**ACTION ITEM**: In the entries below, find the lines that contain the word "HeaderMap" and copy them.

**AVAILABLE DATA**:
====
use axum::{
    body::Bytes,
    extract::{Path, State},
    http::{header, HeaderMap, StatusCode},
    response::IntoResponse,
    Json,
};
use sea_orm::DatabaseConnection;
use serde_json::json;

use crate::models::client::ClientDto;
use crate::services::{client_service, report_service};

use super::error_response;

pub async fn list_clients(State(db): State<DatabaseConnection>) -> impl IntoResponse {
    match client_service::list_clients(&db).await {
        Ok(clients) => (StatusCode::OK, Json(clients)).into_response(),
        Err(e) => error_response(e),
    }
}

pub async fn get_client(
    State(db): State<DatabaseConnection>,
    Path(id): Path<i32>,
) -> impl IntoResponse {
    match client_service::get_client(&db, id).await {
        Ok(client) => (StatusCode::OK, Json(client)).into_response(),
        Err(e) => error_response(e),
    }
}

pub async fn create_client(
    State(db): State<DatabaseConnection>,
    Json(payload): Json<ClientDto>,
) -> impl IntoResponse {
    match client_service::create_client(&db, payload).await {
        Ok(client) => (StatusCode::CREATED, Json(client)).into_response(),
        Err(e) => error_response(e),
    }
}

pub async fn update_client(
    State(db): State<DatabaseConnection>,
    Path(id): Path<i32>,
    Json(payload): Json<ClientDto>,
) -> impl IntoResponse {
    match client_service::update_client(&db, id, payload).await {
        Ok(client) => (StatusCode::OK, Json(client)).into_response(),
        Err(e) => error_response(e),
    }
}

pub async fn delete_client(
    State(db): State<DatabaseConnection>,
    Path(id): Path<i32>,
) -> impl IntoResponse {
    match client_service::delete_client(&db, id).await {
        Ok(()) => (StatusCode::OK, Json(json!({ "message": "Client deleted" }))).into_response(),
        Err(e) => error_response(e),
    }
}

pub async fn purge_client(
    State(db): State<DatabaseConnection>,
    Path(id): Path<i32>,
) -> impl IntoResponse {
    match client_service::purge_client(&db, id).await {
        Ok(()) => (
            StatusCode::OK,
            Json(json!({ "message": "Client and dependent records removed" })),
        )
            .into_response(),
        Err(e) => error_response(e),
    }
}

pub async fn export_clients(State(db): State<DatabaseConnection>) -> impl IntoResponse {
    match report_service::export_clients_csv(&db).await {
        Ok(csv_bytes) => {
            let mut headers = HeaderMap::new();
            headers.insert(header::CONTENT_TYPE, "text/csv".parse().unwrap());
            headers.insert(
                header::CONTENT_DISPOSITION,
                "attachment; filename=\"clients_export.csv\"".parse().unwrap(),
            );
            (StatusCode::OK, headers, csv_bytes).into_response()
        }
        Err(e) => error_response(e),
    }
}

pub async fn import_clients(
    State(db): State<DatabaseConnection>,
    body: Bytes,
) -> impl IntoResponse {
    match report_service::import_clients_csv(&db, &body).await {
        Ok(count) => (
            StatusCode::OK,
            Json(json!({ "imported": count })),
        )
            .into_response(),
        Err(e) => error_response(e),
    }
}
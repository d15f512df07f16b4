use sea_orm::entity::prelude::*;
use serde::{Deserialize, Serialize};

#[derive(Clone, Debug, PartialEq, DeriveEntityModel, Serialize, Deserialize)]
#[sea_orm(table_name = "tour_types")]
pub struct Model {
    #[sea_orm(primary_key)]
    pub id: i32,
    pub name: String,
    pub description: Option<String>,
}

#[derive(Copy, Clone, Debug, EnumIter, DeriveRelation)]
pub enum Relation {
    #[sea_orm(has_many = "super::tour::Entity")]
    Tours,
}

impl Related<super::tour::Entity> for Entity {
    fn to() -> RelationDef {
        Relation::Tours.def()
    }
}

impl ActiveModelBehavior for ActiveModel {}
use sea_orm::entity::prelude::*;
use serde::{Deserialize, Serialize};

#[derive(Clone, Debug, PartialEq, DeriveEntityModel, Serialize, Deserialize)]
#[sea_orm(table_name = "cities")]
pub struct Model {
    #[sea_orm(primary_key)]
    pub id: i32,
    pub country_id: i32,
    pub name: String,
    pub is_popular: bool,
}

#[derive(Copy, Clone, Debug, EnumIter, DeriveRelation)]
pub enum Relation {
    #[sea_orm(
        belongs_to = "super::country::Entity",
        from = "Column::CountryId",
        to = "super::country::Column::Id",
        on_update = "NoAction",
        on_delete = "NoAction"
    )]
    Country,
    #[sea_orm(has_many = "super::hotel::Entity")]
    Hotels,
}

impl Related<super::country::Entity> for Entity {
    fn to() -> RelationDef {
        Relation::Country.def()
    }
}

impl Related<super::hotel::Entity> for Entity {
    fn to() -> RelationDef {
        Relation::Hotels.def()
    }
}

impl ActiveModelBehavior for ActiveModel {}
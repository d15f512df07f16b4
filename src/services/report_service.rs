//! Report Service - flat-file exports and the bookings report

use sea_orm::*;
use serde::Serialize;
use std::collections::HashMap;

use crate::domain::ServiceError;
use crate::models::booking::{self, Entity as Booking};
use crate::models::client::{self, Entity as Client};
use crate::models::tour::{self, Entity as Tour};

/// Column layout of the clients export file. Field order is the column order.
#[derive(Debug, Serialize)]
struct ClientExportRecord {
    client_id: i32,
    first_name: String,
    last_name: String,
    email: Option<String>,
    phone: String,
    passport_number: String,
    passport_expiry: String,
    name_latin: Option<String>,
    birth_date: String,
    gender: String,
}

/// One row of the bookings report
#[derive(Debug, Clone, Serialize)]
pub struct BookingReportRow {
    pub booking_id: i32,
    pub client_name: String,
    pub tour_title: String,
    pub booking_date: String,
    pub departure_date: String,
    pub return_date: String,
    pub total_price: f64,
    pub status: String,
}

/// Export all clients as CSV
pub async fn export_clients_csv(db: &DatabaseConnection) -> Result<Vec<u8>, ServiceError> {
    let clients = Client::find()
        .order_by_asc(client::Column::Id)
        .all(db)
        .await?;

    let mut writer = csv::Writer::from_writer(Vec::new());
    for c in clients {
        writer
            .serialize(ClientExportRecord {
                client_id: c.id,
                first_name: c.first_name,
                last_name: c.last_name,
                email: c.email,
                phone: c.phone,
                passport_number: c.passport_number,
                passport_expiry: c.passport_expiry,
                name_latin: c.name_latin,
                birth_date: c.birth_date,
                gender: c.gender,
            })
            .map_err(|e| ServiceError::Database(format!("CSV write error: {}", e)))?;
    }

    writer
        .into_inner()
        .map_err(|e| ServiceError::Database(format!("CSV write error: {}", e)))
}

/// Import clients from CSV. A malformed row fails the whole import and
/// nothing is persisted.
pub async fn import_clients_csv(
    db: &DatabaseConnection,
    content: &[u8],
) -> Result<usize, ServiceError> {
    let records = crate::import::parse_clients_csv(content).map_err(ServiceError::Validation)?;

    let txn = db.begin().await?;
    let today = chrono::Local::now().date_naive().format("%Y-%m-%d").to_string();
    let mut imported = 0;

    for rec in records {
        let new_client = client::ActiveModel {
            first_name: Set(rec.first_name),
            last_name: Set(rec.last_name),
            name_latin: Set(rec.name_latin),
            passport_number: Set(rec.passport_number),
            passport_expiry: Set(rec.passport_expiry),
            birth_date: Set(rec.birth_date),
            gender: Set(rec.gender),
            phone: Set(rec.phone),
            email: Set(rec.email),
            registration_date: Set(today.clone()),
            ..Default::default()
        };
        new_client.insert(&txn).await?;
        imported += 1;
    }

    txn.commit().await?;
    tracing::info!("imported {} clients", imported);
    Ok(imported)
}

/// One record per booking joined with client name and tour title
pub async fn bookings_report(
    db: &DatabaseConnection,
) -> Result<Vec<BookingReportRow>, ServiceError> {
    let bookings_with_clients = Booking::find()
        .order_by_asc(booking::Column::Id)
        .find_also_related(Client)
        .all(db)
        .await?;

    let tour_ids: Vec<i32> = bookings_with_clients
        .iter()
        .map(|(b, _)| b.tour_id)
        .collect();

    let mut tour_titles: HashMap<i32, String> = HashMap::new();
    if !tour_ids.is_empty() {
        let tours = Tour::find()
            .filter(tour::Column::Id.is_in(tour_ids))
            .all(db)
            .await?;
        for t in tours {
            tour_titles.insert(t.id, t.title);
        }
    }

    let rows = bookings_with_clients
        .into_iter()
        .map(|(b, c)| {
            let client_name = c
                .map(|c| format!("{} {}", c.first_name, c.last_name))
                .unwrap_or_else(|| "Unknown".to_string());
            let tour_title = tour_titles
                .get(&b.tour_id)
                .cloned()
                .unwrap_or_else(|| "Unknown".to_string());

            BookingReportRow {
                booking_id: b.id,
                client_name,
                tour_title,
                booking_date: b.booking_date,
                departure_date: b.departure_date,
                return_date: b.return_date,
                total_price: b.total_price,
                status: b.status,
            }
        })
        .collect();

    Ok(rows)
}
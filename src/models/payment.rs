use sea_orm::entity::prelude::*;
use serde::{Deserialize, Serialize};

#[derive(Clone, Debug, PartialEq, DeriveEntityModel, Serialize, Deserialize)]
#[sea_orm(table_name = "payments")]
pub struct Model {
    #[sea_orm(primary_key)]
    pub id: i32,
    pub booking_id: i32,
    pub amount: f64,
    pub payment_date: String,
    pub method: String,
    pub transaction_id: Option<String>,
}

#[derive(Copy, Clone, Debug, EnumIter, DeriveRelation)]
pub enum Relation {
    #[sea_orm(
        belongs_to = "super::booking::Entity",
        from = "Column::BookingId",
        to = "super::booking::Column::Id",
        on_update = "NoAction",
        on_delete = "Cascade"
    )]
    Booking,
}

impl Related<super::booking::Entity> for Entity {
    fn to() -> RelationDef {
        Relation::Booking.def()
    }
}

impl ActiveModelBehavior for ActiveModel {}

#[derive(Debug, Clone, Serialize, Deserialize)]
pub struct PaymentDto {
    pub amount: f64,
    pub method: String,
    pub transaction_id: Option<String>,
}
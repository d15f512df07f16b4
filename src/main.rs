use axum::http::HeaderValue;
use std::net::SocketAddr;
use tower_http::cors::{Any, CorsLayer};
use tower_http::trace::TraceLayer;
use tracing_subscriber::{layer::SubscriberExt, util::SubscriberInitExt};

use tourdesk::{api, config, db, seed};

#[tokio::main]
async fn main() {
    dotenvy::dotenv().ok();

    // Initialize tracing
    tracing_subscriber::registry()
        .with(
            tracing_subscriber::EnvFilter::try_from_default_env()
                .unwrap_or_else(|_| "tourdesk=debug,tower_http=debug".into()),
        )
        .with(tracing_subscriber::fmt::layer().with_writer(std::io::stderr))
        .init();

    let config = config::Config::from_env();

    let conn = match db::init_db(&config.database_url).await {
        Ok(conn) => conn,
        Err(e) => {
            tracing::error!("Failed to initialize database: {}", e);
            std::process::exit(1);
        }
    };

    if std::env::var("SEED_DEMO_DATA").is_ok() {
        if let Err(e) = seed::seed_demo_data(&conn).await {
            tracing::warn!("Demo data seeding failed: {}", e);
        }
    }

    let cors = if config.cors_allowed_origins.is_empty() {
        CorsLayer::new()
            .allow_origin(Any)
            .allow_methods(Any)
            .allow_headers(Any)
    } else {
        let origins: Vec<HeaderValue> = config
            .cors_allowed_origins
            .iter()
            .filter_map(|o| o.parse().ok())
            .collect();
        CorsLayer::new()
            .allow_origin(origins)
            .allow_methods(Any)
            .allow_headers(Any)
    };

    let app = api::api_router(conn)
        .layer(cors)
        .layer(TraceLayer::new_for_http());

    let addr = SocketAddr::from(([127, 0, 0, 1], config.port));
    tracing::info!("🌍 tourdesk backend listening on {}", addr);

    let listener = tokio::net::TcpListener::bind(addr)
        .await
        .expect("failed to bind address");
    axum::serve(listener, app).await.expect("server error");
}
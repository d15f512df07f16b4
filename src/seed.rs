use crate::auth::hash_password;
use crate::models::{city, country, employee, hotel, tour, tour_hotel, tour_type, user};
use sea_orm::*;

pub async fn seed_demo_data(db: &DatabaseConnection) -> Result<(), DbErr> {
    // 1. Create Users
    let admin_password = hash_password("admin").unwrap();
    let manager_password = hash_password("manager").unwrap();

    let admin = user::ActiveModel {
        username: Set("admin".to_owned()),
        password_hash: Set(admin_password),
        role: Set("admin".to_owned()),
        employee_id: Set(None),
        is_active: Set(true),
        created_at: Set(chrono::Utc::now().to_rfc3339()),
        ..Default::default()
    };

    let manager = user::ActiveModel {
        username: Set("manager".to_owned()),
        password_hash: Set(manager_password),
        role: Set("manager".to_owned()),
        employee_id: Set(None),
        is_active: Set(true),
        created_at: Set(chrono::Utc::now().to_rfc3339()),
        ..Default::default()
    };

    user::Entity::insert(admin)
        .on_conflict(
            sea_orm::sea_query::OnConflict::column(user::Column::Username)
                .do_nothing()
                .to_owned(),
        )
        .exec(db)
        .await?;

    user::Entity::insert(manager)
        .on_conflict(
            sea_orm::sea_query::OnConflict::column(user::Column::Username)
                .do_nothing()
                .to_owned(),
        )
        .exec(db)
        .await?;

    // 2. Create an Employee
    let agent = employee::ActiveModel {
        first_name: Set("Anna".to_owned()),
        last_name: Set("Petrova".to_owned()),
        position: Set("Travel agent".to_owned()),
        hire_date: Set("2022-03-01".to_owned()),
        salary: Set(48000.0),
        is_active: Set(true),
        ..Default::default()
    };
    let agent = agent.insert(db).await?;

    // 3. Destinations
    let turkey = country::ActiveModel {
        name: Set("Turkey".to_owned()),
        visa_required: Set(false),
        created_at: Set(chrono::Utc::now().to_rfc3339()),
        ..Default::default()
    };
    let turkey = turkey.insert(db).await?;

    let antalya = city::ActiveModel {
        country_id: Set(turkey.id),
        name: Set("Antalya".to_owned()),
        is_popular: Set(true),
        ..Default::default()
    };
    let antalya = antalya.insert(db).await?;

    let seaside = hotel::ActiveModel {
        city_id: Set(antalya.id),
        name: Set("Seaside Palace".to_owned()),
        stars: Set(5),
        beach_line: Set(true),
        created_at: Set(chrono::Utc::now().to_rfc3339()),
        ..Default::default()
    };
    let seaside = seaside.insert(db).await?;

    // 4. Tours
    let beach_type = tour_type::ActiveModel {
        name: Set("Beach".to_owned()),
        description: Set(Some("Sun and sea holidays".to_owned())),
        ..Default::default()
    };
    let beach_type = beach_type.insert(db).await?;

    let riviera = tour::ActiveModel {
        type_id: Set(beach_type.id),
        title: Set("Turkish Riviera week".to_owned()),
        description: Set(Some(
            "Seven nights on the Mediterranean coast with breakfast included.".to_owned(),
        )),
        base_price: Set(500.0),
        is_active: Set(true),
        created_at: Set(chrono::Utc::now().to_rfc3339()),
        ..Default::default()
    };
    let riviera = riviera.insert(db).await?;

    let stay = tour_hotel::ActiveModel {
        tour_id: Set(riviera.id),
        hotel_id: Set(seaside.id),
        nights: Set(7),
    };
    stay.insert(db).await?;

    tracing::info!(
        "seeded demo data (employee {}, tour {})",
        agent.id,
        riviera.id
    );
    Ok(())
}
====
**SOLUTION TO THE PROBLEM**:
    http::{header, HeaderMap, StatusCode},
            let mut headers = HeaderMap::new();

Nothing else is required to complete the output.